15. The locust invasion in the summer of 2004, while preventable, attests to the fact that the critical capacity that once existed in Africa has been lost or eroded. The magnitude of the locust swarm that descended upon the Sahel region of Africa overwhelmed local response capability, as many of the affected countries had not faced locust problems for over 15 years. Although the United Nations had long promoted the development of the Emergency Prevention System (EMPRES) to address such a situation, the programme in west and north-west Africa is still not operational because of the lack of donor support. Though efforts are under way to contain future locust infestations, the desert swarms will most likely form again in north-west Africa at the beginning of the summer of 2005. It is therefore essential to expand the early warning capacities and build and maintain operational capacity on the ground to reduce the scale and impact of future swarms.

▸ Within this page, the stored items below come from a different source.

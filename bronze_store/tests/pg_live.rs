//! Needs a reachable PostgreSQL configured through `POSTGRES_*`:
//! `cargo test -p bronze_store -- --ignored`.

mod common;

use bronze_store::{db::connection, schema::stock_prices, sink::PgSink};
use diesel::{ExpressionMethods, QueryDsl};
use price_ingestor::{
    Loader,
    io::sink::{DataSink, SinkError, WriteMode},
};
use serial_test::serial;

async fn clear(pool: &connection::PgPool, symbol: &str) {
    use diesel_async::RunQueryDsl;
    let mut conn = pool.get().await.unwrap();
    diesel::delete(stock_prices::table.filter(stock_prices::symbol.eq(symbol)))
        .execute(&mut conn)
        .await
        .unwrap();
}

async fn count(pool: &connection::PgPool, symbol: &str) -> i64 {
    use diesel_async::RunQueryDsl;
    let mut conn = pool.get().await.unwrap();
    stock_prices::table
        .filter(stock_prices::symbol.eq(symbol))
        .count()
        .get_result(&mut conn)
        .await
        .unwrap()
}

#[tokio::test]
#[serial]
#[ignore]
async fn table_exists_after_setup() {
    let Some(pool) = common::live_pool().await else {
        return;
    };
    connection::ensure_bronze_table(&pool).await.unwrap();
    assert!(connection::server_version(&pool).await.unwrap().starts_with("PostgreSQL"));
}

#[tokio::test]
#[serial]
#[ignore]
async fn upsert_skips_existing_rows() {
    let Some(pool) = common::live_pool().await else {
        return;
    };
    clear(&pool, "TSTUP").await;
    let sink = PgSink::new(pool.clone(), WriteMode::Upsert);

    assert_eq!(sink.write(&common::batch("TSTUP", 2..=4)).await.unwrap(), 3);
    assert_eq!(sink.write(&common::batch("TSTUP", 3..=6)).await.unwrap(), 2);
    assert_eq!(count(&pool, "TSTUP").await, 5);

    clear(&pool, "TSTUP").await;
}

#[tokio::test]
#[serial]
#[ignore]
async fn append_rejects_the_whole_batch_on_a_duplicate() {
    let Some(pool) = common::live_pool().await else {
        return;
    };
    clear(&pool, "TSTAP").await;
    let sink = PgSink::new(pool.clone(), WriteMode::Append);

    sink.write(&common::batch("TSTAP", 2..=3)).await.unwrap();
    let err = sink.write(&common::batch("TSTAP", 3..=9)).await.unwrap_err();

    assert!(matches!(err, SinkError::Write { .. }));
    assert_eq!(count(&pool, "TSTAP").await, 2, "nothing from the failed batch");

    let loader = Loader::new(PgSink::new(pool.clone(), WriteMode::Append));
    assert_eq!(loader.load(&common::batch("TSTAP", 2..=2)).await, 0);

    clear(&pool, "TSTAP").await;
}

#[tokio::test]
#[serial]
#[ignore]
async fn large_batches_are_chunked() {
    let Some(pool) = common::live_pool().await else {
        return;
    };
    clear(&pool, "TSTBIG").await;

    let base = common::batch("TSTBIG", 1..=1);
    let template = base.records()[0].clone();
    let records: Vec<_> = template
        .date
        .iter_days()
        .take(bronze_store::sink::MAX_ROWS_PER_STATEMENT + 7)
        .map(|date| price_ingestor::models::price_record::PriceRecord {
            date,
            ..template.clone()
        })
        .collect();
    let batch = price_ingestor::models::symbol_batch::SymbolBatch::new("TSTBIG", records);

    let sink = PgSink::new(pool.clone(), WriteMode::Upsert);
    assert_eq!(sink.write(&batch).await.unwrap(), batch.len());
    assert_eq!(count(&pool, "TSTBIG").await, batch.len() as i64);

    clear(&pool, "TSTBIG").await;
}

16. Despite both high levels of need alongside promising opportunities, funding levels for the United Nations consolidated appeals as of May 2005 demonstrate that donors still approach humanitarian crises with insufficient resources and an uneven hand. Of the 14 appeals for Africa, 8 have received less than 20 per cent of requirements so far. And with the exception of a small flash appeal for Angola, none have received more than 40 per cent. These funding imbalances are neither new nor aberrant: an analysis of the financial tracking system for the past three years suggests that resources that pay for prominent crises (Afghanistan, Iraq, the Indian Ocean tsunami) are indeed diverted from other areas and that promises to replenish aid budgets depleted by large-scale crises are not generally kept. These concerns also apply to the chronic, uneven funding of certain neglected sectors. Such funding levels and patterns are unacceptable if Africa is to be a global humanitarian priority, as stated by so many on so many occasions. What is needed is a "new deal" for humanitarian assistance in which the donors, for their part, develop less restrictive mechanisms for the disbursements of humanitarian assistance in exchange for humanitarian organizations agreeing to operate against agreed benchmarks as to the scale, speed and intensity of response.

Footnote

* A/60/50 and Corr.1.
** E/2005/100.
*** The report was delayed for technical reasons.